Anyway, basing moral assessment on similarity to Homo sapiens betrays a dangerously humanistic bias. Why not take bestial behaviour as our guide, abandoning the quest to detect kinship in every wombat or baboon? Then we could sanction cannibalism, slaughter, incest - in short, the whole gamut of behavioural disorders known to ethology.
The first edition of Singer's book Animal Liberation included an appendix entitled "Eating for liberated people" with a set of meatless recipes, to press an appeal to the belly where that to reason had failed. Many of us, who judged this the finest part of the book, and used the recipes extensively, were disappointed to see it removed from subsequent editions. I always found, however, that the recipes could be improved by the addition of some beef-mince, and that dripping made a relishable alternative to the cooking agents Singer recommends. My free recipe-sheet, Professor Pete's Meat Treat, is available on request.
Singer deplores "blood-sports" like fox-hunting and angling (but not boxing). This at least goes one step beyond Labour, which remains keenly aware that millions of voters pass their weekends at the end of a line and hook. Unfortunately, Singer misses the most compelling argument against fox-hunting; it's a lamentably inefficient way to kill foxes.
Automobiles slay four times more than the oafs in pink. So the best way to contain them is to build more roads. Many more animal deaths - the lambs, chickens and other livestock massacred - will be avoided in the long run.
At the risk of labouring the point, this is an argument for animal welfare: a fox in a hen-run can decapitate 20 birds in a short evening's work. My late uncle Stan was adept at dispatching the culprits with his pitchfork.
Animal welfarism is largely a metropolitan fad; the left's decline has made the animal mullahs tribunes of a new, conveniently dumb, proletariat.
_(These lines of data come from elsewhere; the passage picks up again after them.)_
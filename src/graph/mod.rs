//! Undirected planar road graph
//!
//! Nodes are [`Point`]s compared exactly, edges are unordered node pairs.
//! Parallel edges and self-loops are not representable.

pub mod cycle_basis;

pub use cycle_basis::{extract_primitives, planar_graph_cycles, Primitive, PrimitiveKind};

use petgraph::graphmap::UnGraphMap;

use crate::geometry::{segment_intersection, EdgeKey, Point, Segment};

/// Distance on both axes under which a split point is merged with an
/// existing node
pub const NODE_MERGE_TOLERANCE: f64 = 1e-6;

/// Planar graph embedded in the city plane
///
/// Adjacency order is the insertion order of edges, which keeps every
/// traversal deterministic.
#[derive(Debug, Clone, Default)]
pub struct PlanarGraph {
    inner: UnGraphMap<Point, ()>,
}

impl PlanarGraph {
    /// Create an empty graph
    pub fn new() -> Self {
        Self::default()
    }

    /// Build a graph from a list of segments
    pub fn from_edges<I: IntoIterator<Item = Segment>>(edges: I) -> Self {
        let mut graph = Self::new();
        for (a, b) in edges {
            graph.add_edge(a, b);
        }
        graph
    }

    /// Add a node without edges
    pub fn add_node(&mut self, p: Point) {
        self.inner.add_node(p);
    }

    /// Add an undirected edge, inserting missing endpoints
    ///
    /// Returns `false` for self-loops and for edges that already exist.
    pub fn add_edge(&mut self, a: Point, b: Point) -> bool {
        if a == b || self.inner.contains_edge(a, b) {
            return false;
        }
        self.inner.add_edge(a, b, ());
        true
    }

    /// Remove an edge, keeping its endpoints
    pub fn remove_edge(&mut self, a: Point, b: Point) -> bool {
        self.inner.remove_edge(a, b).is_some()
    }

    /// Remove a node and all its edges
    pub fn remove_node(&mut self, p: Point) -> bool {
        self.inner.remove_node(p)
    }

    /// Replace edge `a–b` by `a–p` and `p–b`
    ///
    /// Returns `false` (leaving the graph untouched) when the edge does not
    /// exist or `p` is one of its endpoints.
    pub fn split_edge(&mut self, a: Point, b: Point, p: Point) -> bool {
        if p == a || p == b || !self.inner.contains_edge(a, b) {
            return false;
        }
        self.inner.remove_edge(a, b);
        self.add_edge(a, p);
        self.add_edge(p, b);
        true
    }

    /// Split edge `a–b` near `p`, reusing a node that is already there
    ///
    /// An endpoint within [`NODE_MERGE_TOLERANCE`] of `p` is returned as is
    /// and the edge is kept. Another node within tolerance becomes the split
    /// point instead of `p`. Returns the node to connect to, or `None` if the
    /// edge does not exist.
    pub fn split_edge_merging(&mut self, a: Point, b: Point, p: Point) -> Option<Point> {
        if !self.inner.contains_edge(a, b) {
            return None;
        }
        for endpoint in [a, b] {
            if endpoint.approx_eq(p, NODE_MERGE_TOLERANCE) {
                return Some(endpoint);
            }
        }
        let split = self.node_near(p, NODE_MERGE_TOLERANCE).unwrap_or(p);
        self.split_edge(a, b, split);
        Some(split)
    }

    /// Some node within `tolerance` of `p` on both axes
    pub fn node_near(&self, p: Point, tolerance: f64) -> Option<Point> {
        self.inner.nodes().find(|n| n.approx_eq(p, tolerance))
    }

    /// First pair of edges that properly cross each other
    ///
    /// Edges sharing an endpoint are skipped. `None` means the node
    /// coordinates embed the graph without crossings.
    pub fn find_crossing(&self) -> Option<(Segment, Segment)> {
        let edges: Vec<Segment> = self.edges().collect();
        for (i, e1) in edges.iter().enumerate() {
            for e2 in &edges[i + 1..] {
                let shares_endpoint = e1.0 == e2.0 || e1.0 == e2.1 || e1.1 == e2.0 || e1.1 == e2.1;
                if !shares_endpoint && segment_intersection(*e1, *e2) {
                    return Some((*e1, *e2));
                }
            }
        }
        None
    }

    /// Check if the node exists
    #[inline]
    pub fn contains_node(&self, p: Point) -> bool {
        self.inner.contains_node(p)
    }

    /// Check if the edge exists
    #[inline]
    pub fn contains_edge(&self, a: Point, b: Point) -> bool {
        self.inner.contains_edge(a, b)
    }

    /// Neighbors of `p` (empty if `p` is not in the graph)
    pub fn neighbors(&self, p: Point) -> impl Iterator<Item = Point> + '_ {
        self.inner.neighbors(p)
    }

    /// Number of edges incident to `p`
    pub fn degree(&self, p: Point) -> usize {
        self.inner.neighbors(p).count()
    }

    /// Number of nodes
    #[inline]
    pub fn node_count(&self) -> usize {
        self.inner.node_count()
    }

    /// Number of edges
    #[inline]
    pub fn edge_count(&self) -> usize {
        self.inner.edge_count()
    }

    /// Iterate over nodes
    pub fn nodes(&self) -> impl Iterator<Item = Point> + '_ {
        self.inner.nodes()
    }

    /// Iterate over edges as segments
    pub fn edges(&self) -> impl Iterator<Item = Segment> + '_ {
        self.inner.all_edges().map(|(a, b, _)| (a, b))
    }

    /// Iterate over edges as canonical keys
    pub fn edge_keys(&self) -> impl Iterator<Item = EdgeKey> + '_ {
        self.edges().map(EdgeKey::from)
    }
}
RSPB membership is seven times that of British Amnesty.
A number of fantasies combine in animal activism. The first is that nature is, uncomplicatedly, nice. Singerism offers a politics of ease, with beasts made the mouthpiece for their human champions' rancour at loss or dispossession. A second is that it is possible to keep a morally clean sheet. But politically the question is not equality, but economy of effort; sooner or later politicians have to decide whether Rwandans or trout matter more.
The third delusion, pervasive in much activism, is the belief, implicit in the rhetoric of anti-"species-ism", that the situation of animals resembles historical struggles for human emancipation. Finally, there's the illusion that we could have a perspective on our relations with animals which was other than a human perspective.
Politically, fox-hunting is a red herring, re-staging the old red-in- tooth-and-claw class politics as a Blue Peter appeal. This is bad news for our political culture, though of a piece with the vacuo-politics of Blairism. Never mind. The future promises new gastronomic adventures. The ostrich-burger is a fact of life in good supermarkets; a butcher near my home specialises in squirrel-meat.
It's sometimes said that we shouldn't eat meat, because we should regard animals as aesthetic objects, or as fellow passengers on Spaceship Earth. But it's hard to see why seeing animals as fellow Earthlings, or appreciating them aesthetically, should stop us eating them. Indeed, the pleasure afforded by meat-balls or cassoulet is one form which this appreciation can take.
Should we worry more about the morality of eating meat than lions do? To the carnivore we can say, as to the gazelle-guzzling jungle cats: bon appetit!
The writer is Lecturer in Philosophy at Sussex University.